When Sarah Ivory says she's found a goldmine, it's probably not what you'd expect. The paeloecologist and new Penn State professor of Geosciences finds treasure in a most unusual place – well-preserved piles of ancient animal droppings.
Ivory's research involves the study of past ecosystem changes, and fossilized urine despots, also called middens, can provide valuable clues about ancient vegetation.
"We name all the sites we find," Ivory said. "One was called the hyrax goldmine."
Hyrax are small mammals that look like rodents, but are actually most closely related to elephants and manatees. Their habit of using the same spot to do their business over many generations can provide important clues about the past.

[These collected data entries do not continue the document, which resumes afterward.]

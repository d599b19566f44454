//! Error types for the fitlog_core library.

use std::io;

/// Result type alias using our Error type
pub type Result<T> = std::result::Result<T, Error>;

/// Core error type for fitlog_core operations
#[derive(Debug, thiserror::Error)]
pub enum Error {
    /// IO error occurred
    #[error("IO error: {0}")]
    Io(#[from] io::Error),

    /// JSON serialization/deserialization error
    #[error("JSON error: {0}")]
    Json(#[from] serde_json::Error),

    /// CSV error
    #[error("CSV error: {0}")]
    Csv(#[from] csv::Error),

    /// TOML parsing error
    #[error("TOML error: {0}")]
    Toml(#[from] toml::de::Error),

    /// Configuration validation error
    #[error("Configuration error: {0}")]
    Config(String),

    /// Key-value store error
    #[error("Store error: {0}")]
    Store(String),

    /// Record lookup or input error
    #[error("Record error: {0}")]
    Record(String),
}
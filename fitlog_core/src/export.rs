//! CSV export of record collections.

use crate::{MealRecord, Result, WorkoutRecord};
use serde::Serialize;
use std::path::Path;

/// A row in the workouts CSV
#[derive(Debug, Serialize)]
struct WorkoutRow<'a> {
    id: i64,
    date: String,
    #[serde(rename = "type")]
    kind: &'a str,
    duration: u32,
    calories: u32,
    notes: Option<&'a str>,
}

impl<'a> From<&'a WorkoutRecord> for WorkoutRow<'a> {
    fn from(w: &'a WorkoutRecord) -> Self {
        WorkoutRow {
            id: w.id,
            date: w.date.to_string(),
            kind: &w.kind,
            duration: w.duration,
            calories: w.calories,
            notes: w.notes.as_deref(),
        }
    }
}

/// A row in the meals CSV
#[derive(Debug, Serialize)]
struct MealRow<'a> {
    id: i64,
    date: String,
    #[serde(rename = "type")]
    kind: &'a str,
    calories: u32,
    notes: Option<&'a str>,
}

impl<'a> From<&'a MealRecord> for MealRow<'a> {
    fn from(m: &'a MealRecord) -> Self {
        MealRow {
            id: m.id,
            date: m.date.to_string(),
            kind: &m.kind,
            calories: m.calories,
            notes: m.notes.as_deref(),
        }
    }
}

/// Write workouts to `path`, replacing any existing file
///
/// Returns the number of rows written (excluding the header).
pub fn write_workouts_csv(path: &Path, workouts: &[WorkoutRecord]) -> Result<usize> {
    write_rows(path, workouts.iter().map(WorkoutRow::from))
}

/// Write meals to `path`, replacing any existing file
pub fn write_meals_csv(path: &Path, meals: &[MealRecord]) -> Result<usize> {
    write_rows(path, meals.iter().map(MealRow::from))
}

fn write_rows<R, I>(path: &Path, rows: I) -> Result<usize>
where
    R: Serialize,
    I: Iterator<Item = R>,
{
    if let Some(parent) = path.parent() {
        std::fs::create_dir_all(parent)?;
    }

    let file = std::fs::File::create(path)?;
    let mut writer = csv::WriterBuilder::new()
        .has_headers(true)
        .from_writer(file);

    let mut count = 0;
    for row in rows {
        writer.serialize(row)?;
        count += 1;
    }

    // Flush and sync to disk
    writer.flush()?;
    let file = writer
        .into_inner()
        .map_err(|e| std::io::Error::new(std::io::ErrorKind::Other, e.to_string()))?;
    file.sync_all()?;

    tracing::info!("Exported {} rows to {:?}", count, path);
    Ok(count)
}
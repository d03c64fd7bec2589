//! Error types for the session layer.

/// Errors that can occur while issuing or completing a session.
#[derive(Debug, thiserror::Error)]
pub enum SessionError {
    /// No live session holds this token. Either it was never issued, or
    /// its session already ended. Callers must not reveal which.
    #[error("invalid session token")]
    InvalidToken,

    /// The video token provider failed. The message is opaque: the
    /// provider's failure modes are not part of our contract.
    #[error("video provisioning failed: {0}")]
    VideoProvisioning(String),
}
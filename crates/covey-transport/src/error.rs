/// Errors that can occur in the transport layer.
#[derive(Debug, thiserror::Error)]
pub enum TransportError {
    /// The peer closed the connection, or we already did.
    #[error("connection closed: {0}")]
    ConnectionClosed(String),

    /// Sending data failed.
    #[error("send failed: {0}")]
    SendFailed(#[source] std::io::Error),

    /// Receiving data failed.
    #[error("receive failed: {0}")]
    ReceiveFailed(#[source] std::io::Error),

    /// Binding, accepting, or upgrading a connection failed.
    #[error("accept failed: {0}")]
    AcceptFailed(#[source] std::io::Error),
}
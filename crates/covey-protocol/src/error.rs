//! Error types for the protocol layer.

/// Errors raised while converting between wire frames and Rust types.
#[derive(Debug, thiserror::Error)]
pub enum ProtocolError {
    /// Serialization failed.
    #[cfg(feature = "json")]
    #[error("encode failed: {0}")]
    Encode(serde_json::Error),

    /// Deserialization failed: malformed JSON, missing fields, or an
    /// unknown message `type`.
    #[cfg(feature = "json")]
    #[error("decode failed: {0}")]
    Decode(serde_json::Error),

    /// The frame decoded fine but breaks a protocol rule, e.g. a control
    /// request on a connection that already performed a live handshake.
    #[error("invalid message: {0}")]
    InvalidMessage(String),
}
//! WebSocket transport implementation using `tokio-tungstenite`.
//!
//! Each accepted stream is split into its sink and stream halves, each
//! behind its own lock, so a pending `recv` never blocks a `send`.

use std::net::SocketAddr;

use futures_util::stream::{SplitSink, SplitStream};
use futures_util::{SinkExt, StreamExt};
use tokio::net::{TcpListener, TcpStream};
use tokio::sync::Mutex;
use tokio_tungstenite::tungstenite::Message;
use tokio_tungstenite::WebSocketStream;

use crate::{Connection, ConnectionId, Transport, TransportError};

type WsSink = SplitSink<WebSocketStream<TcpStream>, Message>;
type WsSource = SplitStream<WebSocketStream<TcpStream>>;

/// A WebSocket-based [`Transport`] that listens for incoming connections.
pub struct WebSocketTransport {
    listener: TcpListener,
}

impl WebSocketTransport {
    /// Binds a new WebSocket transport to the given address.
    ///
    /// Bind to port 0 to let the OS pick one, then read it back with
    /// [`local_addr`](Self::local_addr).
    pub async fn bind(addr: &str) -> Result<Self, TransportError> {
        let listener = TcpListener::bind(addr)
            .await
            .map_err(TransportError::AcceptFailed)?;
        tracing::info!(addr, "WebSocket transport listening");
        Ok(Self { listener })
    }

    /// Returns the address the listener is bound to.
    pub fn local_addr(&self) -> std::io::Result<SocketAddr> {
        self.listener.local_addr()
    }
}

impl Transport for WebSocketTransport {
    type Connection = WebSocketConnection;
    type Error = TransportError;

    async fn accept(&mut self) -> Result<Self::Connection, Self::Error> {
        let (stream, addr) = self
            .listener
            .accept()
            .await
            .map_err(TransportError::AcceptFailed)?;

        let ws = tokio_tungstenite::accept_async(stream).await.map_err(|e| {
            TransportError::AcceptFailed(std::io::Error::new(
                std::io::ErrorKind::ConnectionRefused,
                e,
            ))
        })?;

        let id = ConnectionId::allocate();
        tracing::debug!(%id, %addr, "accepted WebSocket connection");

        let (sink, source) = ws.split();
        Ok(WebSocketConnection {
            id,
            sink: Mutex::new(sink),
            source: Mutex::new(source),
        })
    }
}

/// A single WebSocket connection.
pub struct WebSocketConnection {
    id: ConnectionId,
    sink: Mutex<WsSink>,
    source: Mutex<WsSource>,
}

impl Connection for WebSocketConnection {
    type Error = TransportError;

    async fn send(&self, data: &[u8]) -> Result<(), Self::Error> {
        let msg = Message::Binary(data.to_vec().into());
        self.sink.lock().await.send(msg).await.map_err(|e| {
            TransportError::SendFailed(std::io::Error::new(
                std::io::ErrorKind::BrokenPipe,
                e,
            ))
        })
    }

    async fn recv(&self) -> Result<Option<Vec<u8>>, Self::Error> {
        let mut source = self.source.lock().await;
        loop {
            match source.next().await {
                Some(Ok(Message::Binary(data))) => return Ok(Some(data.into())),
                Some(Ok(Message::Text(text))) => {
                    return Ok(Some(text.as_bytes().to_vec()));
                }
                Some(Ok(Message::Close(_))) | None => return Ok(None),
                // tungstenite answers pings itself; nothing to surface.
                Some(Ok(_)) => continue,
                Some(Err(e)) => {
                    return Err(TransportError::ReceiveFailed(std::io::Error::new(
                        std::io::ErrorKind::ConnectionReset,
                        e,
                    )));
                }
            }
        }
    }

    async fn close(&self) -> Result<(), Self::Error> {
        use tokio_tungstenite::tungstenite::Error as WsError;

        match self.sink.lock().await.close().await {
            Ok(()) | Err(WsError::ConnectionClosed) | Err(WsError::AlreadyClosed) => Ok(()),
            Err(e) => Err(TransportError::SendFailed(std::io::Error::new(
                std::io::ErrorKind::BrokenPipe,
                e,
            ))),
        }
    }

    fn id(&self) -> ConnectionId {
        self.id
    }
}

Ivory is searching for preserved pollen samples that can tell a story about vegetation and climate thousands of years ago. That information can better inform future conservation strategies.
This fall, Ivory will travel to Oman to conduct additional research.
"We are going to be hiking through the desert, climbing cliffs and looking for fossilized urinary deposits," she said.
Ivory recently joined Penn State as an assistant professor in the Department of Geosciences. She is also an associate in the Earth and Environmental Systems Institute.
She received her Ph.D. from the University of Arizona and worked there as a postdoctoral researcher and as a postdoctoral fellow at Brown University before coming to Penn State.
"I'm very excited about coming to Penn State, because they seem to have a very strong promotion of and support for interdisciplinary research," she said. "I'm really looking forward to being in an environment where that's really valued.
In addition to her research with fossil pollen records, Ivory uses models and remote sensing data to better understand the processes that drive tropical ecological change and responses to climate in the past.